Cubic spline fitting was achieved with variable degrees of freedom for each indicator and sex. For the median curves, different degrees of freedom were required for boys and girls for arm circumference and subscapular skinfold. For the coefficient of variation curves, the degrees of freedom varied between sexes for head circumference and subscapular skinfold. For the indicators that required fitting skewness, all but the subscapular skinfold required different degrees of freedom for the parameter modelling skewness.
Overall, concordance between smoothed curves and empirical centiles was free of bias in both the median range and the tails, indicating that the resulting curves provide an adequate description of the true growth of healthy children.
The method used to construct the WHO standards generally relied on the Box-Cox power exponential distribution and the final selected models simplified to the LMS model. As a result, the computation of percentiles and z-scores for these standards uses formulae based on the LMS method. However, as was done for the construction of the first set of growth standards, a restriction was imposed on all indicators to enable the derivation of percentiles only within the interval corresponding to z-scores between -3 and 3. The underlying reasoning is that percentiles beyond ±3 SD are invariant to changes in equivalent z-scores. The loss accruing to this restriction is small since the inclusion range corresponds to the 0.135th to 99.865th percentiles.

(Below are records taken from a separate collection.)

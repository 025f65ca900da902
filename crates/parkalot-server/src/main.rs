mod api;
mod bounded;
mod middleware;
mod scheduler;

use std::sync::Arc;
use std::time::Duration;

use clap::{Parser, Subcommand};
use parkalot_core::AppConfig;
use parkalot_db::{LocationStore, PgStore, PoolConfig};
use parkalot_inference::{ImageLocator, ImageMode, LocateError};
use tracing_subscriber::EnvFilter;

use crate::{
    api::{build_app, AppState},
    scheduler::{Heartbeat, RefreshPipeline},
};

#[derive(Debug, Parser)]
#[command(name = "parkalot-server")]
#[command(about = "Parking availability service")]
struct Cli {
    #[command(subcommand)]
    command: Option<Commands>,
}

#[derive(Debug, Subcommand)]
enum Commands {
    /// Run the scheduled jobs and the HTTP API (default)
    Serve,
    /// Run one refresh cycle and print its report
    Refresh,
    /// Advance `last_updated` on every lot once
    Heartbeat,
    /// Show which image a lot resolves to
    Locate { lot_id: String },
}

#[tokio::main]
async fn main() -> anyhow::Result<()> {
    dotenvy::dotenv().ok();
    let cli = Cli::parse();
    let config = Arc::new(parkalot_core::load_app_config()?);
    let env_filter = EnvFilter::try_from_default_env()
        .or_else(|_| EnvFilter::try_new(config.log_level.clone()))?;
    tracing_subscriber::fmt().with_env_filter(env_filter).init();

    match cli.command.unwrap_or(Commands::Serve) {
        Commands::Serve => serve(config).await,
        Commands::Refresh => refresh_once(&config).await,
        Commands::Heartbeat => heartbeat_once(&config).await,
        Commands::Locate { lot_id } => locate(&config, &lot_id).await,
    }
}

async fn serve(config: Arc<AppConfig>) -> anyhow::Result<()> {
    let store = connect_store(&config).await?;
    let store_timeout = Duration::from_secs(config.store_timeout_secs);

    let adapter = parkalot_inference::adapter_from_config(&config)?;
    let refresh = Arc::new(RefreshPipeline::from_config(
        Arc::clone(&store),
        adapter,
        &config,
    ));
    report_image_dir(refresh.locator()).await;
    let heartbeat = Arc::new(Heartbeat::new(Arc::clone(&store), store_timeout));

    let _scheduler = scheduler::build_scheduler(refresh, heartbeat, &config).await?;

    let app = build_app(AppState {
        store,
        store_timeout,
    });

    let listener = tokio::net::TcpListener::bind(config.bind_addr).await?;
    tracing::info!(addr = %config.bind_addr, env = %config.env, "listening");
    axum::serve(listener, app)
        .with_graceful_shutdown(shutdown_signal())
        .await?;
    Ok(())
}

async fn refresh_once(config: &AppConfig) -> anyhow::Result<()> {
    let store = connect_store(config).await?;
    let adapter = parkalot_inference::adapter_from_config(config)?;
    let pipeline = RefreshPipeline::from_config(store, adapter, config);
    report_image_dir(pipeline.locator()).await;

    let report = pipeline.run_cycle().await;
    println!("{}", serde_json::to_string_pretty(&report)?);
    if let Some(e) = report.fetch_error {
        anyhow::bail!("refresh could not load parking lots: {e}");
    }
    Ok(())
}

async fn heartbeat_once(config: &AppConfig) -> anyhow::Result<()> {
    let store = connect_store(config).await?;
    let touched = Heartbeat::new(store, Duration::from_secs(config.store_timeout_secs))
        .touch()
        .await?;
    println!("touched {touched} parking lots");
    Ok(())
}

async fn locate(config: &AppConfig, lot_id: &str) -> anyhow::Result<()> {
    let locator = ImageLocator::from_config(config);
    match locator.locate(lot_id).await {
        Ok(image) => {
            println!("{}", image.name());
            Ok(())
        }
        Err(err) => {
            if let LocateError::NotFound { tried, .. } = &err {
                for path in tried {
                    eprintln!("  tried {}", path.display());
                }
            }
            Err(err.into())
        }
    }
}

/// Connect, migrate, and hand back the shared store.
async fn connect_store(config: &AppConfig) -> anyhow::Result<Arc<dyn LocationStore>> {
    let store = PgStore::new(
        config.database_url.clone(),
        PoolConfig::from_app_config(config),
        Duration::from_secs(config.db_probe_interval_secs),
    );
    let pool = store.pool().await?;
    parkalot_db::run_migrations(&pool).await?;
    Ok(Arc::new(store))
}

/// Log whether the fixture directory is present. Never creates it.
async fn report_image_dir(locator: &ImageLocator) {
    if locator.mode() != ImageMode::Fixture {
        return;
    }
    let dir = locator.dir();
    match tokio::fs::metadata(dir).await {
        Ok(meta) if meta.is_dir() => {
            tracing::info!(dir = %dir.display(), "using fixture images");
        }
        _ => {
            tracing::warn!(
                dir = %dir.display(),
                "fixture image directory does not exist; every lot will be skipped"
            );
        }
    }
}

async fn shutdown_signal() {
    let ctrl_c = async {
        tokio::signal::ctrl_c()
            .await
            .expect("failed to listen for ctrl-c");
    };

    #[cfg(unix)]
    let terminate = async {
        tokio::signal::unix::signal(tokio::signal::unix::SignalKind::terminate())
            .expect("failed to install signal handler")
            .recv()
            .await;
    };

    #[cfg(not(unix))]
    let terminate = std::future::pending::<()>();

    tokio::select! {
        () = ctrl_c => {},
        () = terminate => {},
    }

    tracing::info!("received shutdown signal, starting graceful shutdown");
}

The arm circumference and skinfold thicknesses presented right-skewed distributions. When modelled correctly, right skewness has the effect of making distances between positive z-scores increase progressively the farther away they are from the median, while distances between negative z-scores decrease progressively. The LMS method fits skewed data adequately by using a Box-Cox normal distribution, which follows the empirical data closely. The drawback, however, is that the outer tails of the distribution are highly affected by extreme data points even if only very few. A restricted application of the LMS method was thus used for the construction of the indicators with skewed distributions, limiting the Box-Cox normal distribution to the interval corresponding to z-scores where empirical data were available (i.e. between -3 SD and 3 SD). Beyond these limits, the standard deviation at each age was fixed to the distance between ±2 SD and ±3 SD, respectively. This approach avoids making assumptions about the distribution of data beyond the limits of the observed values.
All four indicators presented in this report are a new addition to the previously available set of indicators in the NCHS/WHO reference. Head circumference-for-age is often used in clinical settings as part of health screening for potential developmental or neurological disabilities in infants and young children. Very small and very large circumferences are both indicative of health or developmental risk. Arm circumference-for-age is used as an alternative indicator of nutritional status when the collection of length/height and weight measurements is difficult, as happens in emergency humanitarian situations due to famine or refugee crises. Triceps and subscapular skinfold measurements assess the thickness of subcutaneous tissue and reflect fatness primarily. The skinfold indicators are thus a useful addition to the battery of growth standards for assessing childhood obesity.
The WHO Child Growth Standards provide a technically robust set of tool that represents the best description of physiological growth for children under five years of age. The standards depict normal early childhood growth under optimal environmental conditions and can be used to assess children everywhere, regardless of ethnicity, socioeconomic status and type of feeding.